Collected data
☆ ☆ ☆ ☆ ☆ ☆ ☆
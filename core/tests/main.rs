// Licensed to the Apache Software Foundation (ASF) under one
// or more contributor license agreements.  See the NOTICE file
// distributed with this work for additional information
// regarding copyright ownership.  The ASF licenses this file
// to you under the Apache License, Version 2.0 (the
// "License"); you may not use this file except in compliance
// with the License.  You may obtain a copy of the License at
//
//   http://www.apache.org/licenses/LICENSE-2.0
//
// Unless required by applicable law or agreed to in writing,
// software distributed under the License is distributed on an
// "AS IS" BASIS, WITHOUT WARRANTIES OR CONDITIONS OF ANY
// KIND, either express or implied.  See the License for the
// specific language governing permissions and limitations
// under the License.

use std::collections::VecDeque;
use std::sync::{Arc, Mutex};

use async_trait::async_trait;
use bytes::Bytes;
use http::header::{AUTHORIZATION, CONTENT_TYPE};
use http::{HeaderValue, Method, StatusCode};
use nimbus_core::{
    Connection, Context, Endpoint, Error, ErrorKind, HttpConnect, HttpSend, ProviderError,
    Request, Result,
};
use pretty_assertions::assert_eq;

/// Transport that replays canned responses and records what it was asked.
#[derive(Debug, Clone, Default)]
struct ReplayConnect {
    state: Arc<Mutex<ReplayState>>,
}

#[derive(Debug, Default)]
struct ReplayState {
    dials: usize,
    // (handle id, request)
    sent: Vec<(usize, http::Request<Bytes>)>,
    responses: VecDeque<Result<http::Response<Bytes>>>,
}

impl ReplayConnect {
    fn push(&self, status: StatusCode, body: &'static str) {
        let resp = http::Response::builder()
            .status(status)
            .body(Bytes::from_static(body.as_bytes()))
            .expect("response must be valid");
        self.state.lock().unwrap().responses.push_back(Ok(resp));
    }

    fn push_err(&self, err: Error) {
        self.state.lock().unwrap().responses.push_back(Err(err));
    }

    fn dials(&self) -> usize {
        self.state.lock().unwrap().dials
    }

    fn handle_ids(&self) -> Vec<usize> {
        self.state
            .lock()
            .unwrap()
            .sent
            .iter()
            .map(|(id, _)| *id)
            .collect()
    }
}

#[derive(Debug)]
struct ReplaySend {
    id: usize,
    state: Arc<Mutex<ReplayState>>,
}

impl HttpConnect for ReplayConnect {
    fn http_connect(&self, _: &Endpoint, _: bool) -> Result<Box<dyn HttpSend>> {
        let mut state = self.state.lock().unwrap();
        state.dials += 1;
        Ok(Box::new(ReplaySend {
            id: state.dials,
            state: self.state.clone(),
        }))
    }
}

#[async_trait]
impl HttpSend for ReplaySend {
    async fn http_send(&self, req: http::Request<Bytes>) -> Result<http::Response<Bytes>> {
        let mut state = self.state.lock().unwrap();
        state.sent.push((self.id, req));
        state
            .responses
            .pop_front()
            .unwrap_or_else(|| Err(Error::transport("no response queued")))
    }
}

fn connection(replay: &ReplayConnect, persistent: bool) -> Connection {
    let _ = env_logger::builder().is_test(true).try_init();

    let ctx = Context::new().with_http_connect(replay.clone());
    let endpoint = Endpoint::new("https", "queue.amazonaws.com", 443, "/");
    Connection::new(ctx, endpoint, persistent)
}

fn parse_test_error(body: &[u8]) -> Option<ProviderError> {
    let body = std::str::from_utf8(body).ok()?;
    let (code, message) = body.split_once(':')?;
    Some(ProviderError {
        code: Some(code.to_string()),
        message: Some(message.to_string()),
    })
}

#[tokio::test]
async fn test_persistent_connection_reuses_handle() -> anyhow::Result<()> {
    let replay = ReplayConnect::default();
    let mut conn = connection(&replay, true);
    assert!(!conn.is_connected());

    replay.push(StatusCode::OK, "first");
    replay.push(StatusCode::OK, "second");
    conn.request(Request::new(Method::GET)).await?;
    conn.request(Request::new(Method::GET)).await?;

    assert!(conn.is_connected());
    assert_eq!(replay.dials(), 1);
    assert_eq!(replay.handle_ids(), vec![1, 1]);
    Ok(())
}

#[tokio::test]
async fn test_reset_redials_lazily() -> anyhow::Result<()> {
    let replay = ReplayConnect::default();
    let mut conn = connection(&replay, true);

    replay.push(StatusCode::OK, "before");
    let resp = conn.request(Request::new(Method::GET)).await?;
    assert_eq!(resp.body().as_ref(), b"before");

    conn.reset();
    assert!(!conn.is_connected());
    assert_eq!(replay.dials(), 1);

    replay.push(StatusCode::OK, "after");
    let resp = conn.request(Request::new(Method::GET)).await?;
    assert_eq!(resp.body().as_ref(), b"after");
    assert_eq!(replay.dials(), 2);
    assert_eq!(replay.handle_ids(), vec![1, 2]);
    Ok(())
}

#[tokio::test]
async fn test_non_persistent_dials_every_request() -> anyhow::Result<()> {
    let replay = ReplayConnect::default();
    let mut conn = connection(&replay, false);

    replay.push(StatusCode::OK, "");
    replay.push(StatusCode::OK, "");
    conn.request(Request::new(Method::GET)).await?;
    assert!(!conn.is_connected());
    conn.request(Request::new(Method::GET)).await?;

    assert_eq!(replay.dials(), 2);
    assert_eq!(replay.handle_ids(), vec![1, 2]);
    Ok(())
}

#[tokio::test]
async fn test_unexpected_status_carries_response() -> anyhow::Result<()> {
    let replay = ReplayConnect::default();
    let mut conn = connection(&replay, true).with_error_parser(parse_test_error);

    replay.push(StatusCode::BAD_REQUEST, "InvalidParameterValue:bad value");
    let err = conn
        .request(Request::new(Method::POST).with_expects(&[StatusCode::OK]))
        .await
        .expect_err("status 400 must fail");

    assert_eq!(err.kind(), ErrorKind::UnexpectedStatus);
    assert!(err.is_protocol_error());
    let resp = err.response().expect("response must be attached");
    assert_eq!(resp.status, StatusCode::BAD_REQUEST);
    assert_eq!(resp.body.as_ref(), b"InvalidParameterValue:bad value");
    assert_eq!(resp.code.as_deref(), Some("InvalidParameterValue"));
    assert_eq!(resp.message.as_deref(), Some("bad value"));
    // A protocol error keeps the transport alive.
    assert!(conn.is_connected());
    Ok(())
}

#[tokio::test]
async fn test_unexpected_status_without_structured_body() -> anyhow::Result<()> {
    let replay = ReplayConnect::default();
    let mut conn = connection(&replay, true).with_error_parser(parse_test_error);

    replay.push(StatusCode::INTERNAL_SERVER_ERROR, "<html>oops</html>");
    let err = conn
        .request(Request::new(Method::GET))
        .await
        .expect_err("status 500 must fail");

    let resp = err.response().expect("response must be attached");
    assert_eq!(resp.status, StatusCode::INTERNAL_SERVER_ERROR);
    assert_eq!(resp.body.as_ref(), b"<html>oops</html>");
    assert_eq!(resp.code, None);
    Ok(())
}

#[tokio::test]
async fn test_not_found_status() -> anyhow::Result<()> {
    let replay = ReplayConnect::default();
    let mut conn = connection(&replay, true);

    replay.push(StatusCode::NOT_FOUND, "");
    let err = conn
        .request(Request::new(Method::GET).with_path("/api/vdc/missing"))
        .await
        .expect_err("status 404 must fail");

    assert_eq!(err.kind(), ErrorKind::NotFound);
    assert!(err.is_protocol_error());
    Ok(())
}

#[tokio::test]
async fn test_status_in_expected_set() -> anyhow::Result<()> {
    let replay = ReplayConnect::default();
    let mut conn = connection(&replay, true);

    replay.push(StatusCode::ACCEPTED, "");
    let resp = conn
        .request(Request::new(Method::PUT).with_expects(&[StatusCode::OK, StatusCode::ACCEPTED]))
        .await?;
    assert_eq!(resp.status(), StatusCode::ACCEPTED);
    Ok(())
}

#[tokio::test]
async fn test_transport_error_drops_handle() -> anyhow::Result<()> {
    let replay = ReplayConnect::default();
    let mut conn = connection(&replay, true);

    replay.push_err(Error::transport("connection reset by peer"));
    let err = conn
        .request(Request::new(Method::POST).with_idempotent(true))
        .await
        .expect_err("transport error must surface");
    assert_eq!(err.kind(), ErrorKind::Transport);
    assert!(err.is_temporary());
    assert!(!conn.is_connected());

    replay.push_err(Error::transport("connection reset by peer"));
    let err = conn
        .request(Request::new(Method::POST))
        .await
        .expect_err("transport error must surface");
    assert!(!err.is_temporary());

    replay.push(StatusCode::OK, "");
    conn.request(Request::new(Method::POST)).await?;
    assert_eq!(replay.dials(), 3);
    Ok(())
}

#[tokio::test]
async fn test_rejected_request_is_never_temporary() -> anyhow::Result<()> {
    let replay = ReplayConnect::default();
    let mut conn = connection(&replay, true);

    replay.push_err(Error::request_invalid("invalid header for transport"));
    let err = conn
        .request(Request::new(Method::GET).with_idempotent(true))
        .await
        .expect_err("request error must surface");
    assert_eq!(err.kind(), ErrorKind::RequestInvalid);
    assert!(!err.is_temporary());
    assert!(!conn.is_connected());
    Ok(())
}

#[tokio::test]
async fn test_request_building() -> anyhow::Result<()> {
    let replay = ReplayConnect::default();
    let ctx = Context::new().with_http_connect(replay.clone());
    let endpoint = Endpoint::new("https", "lb.example.com", 443, "/v1.0/123456");
    let mut conn = Connection::new(ctx, endpoint, true)
        .with_header(AUTHORIZATION, HeaderValue::from_static("Bearer default"))
        .with_header(CONTENT_TYPE, HeaderValue::from_static("application/json"));

    replay.push(StatusCode::OK, "");
    conn.request(
        Request::new(Method::PUT)
            .with_path("loadbalancers/42/connectionthrottle")
            .with_query("format=json")
            .with_header(CONTENT_TYPE, HeaderValue::from_static("text/plain"))
            .with_body("hello"),
    )
    .await?;

    let state = replay.state.lock().unwrap();
    let (_, req) = &state.sent[0];
    assert_eq!(req.method(), Method::PUT);
    assert_eq!(
        req.uri().to_string(),
        "https://lb.example.com/v1.0/123456/loadbalancers/42/connectionthrottle?format=json"
    );
    assert_eq!(req.headers()[AUTHORIZATION], "Bearer default");
    assert_eq!(req.headers()[CONTENT_TYPE], "text/plain");
    assert_eq!(req.body().as_ref(), b"hello");
    Ok(())
}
☆ ☆ ☆ ☆ ☆ ☆ ☆
__Task details__:
Among the entries, count the lines that hold "connectionthrottle". Reply with the count only.

__Answer box__:
2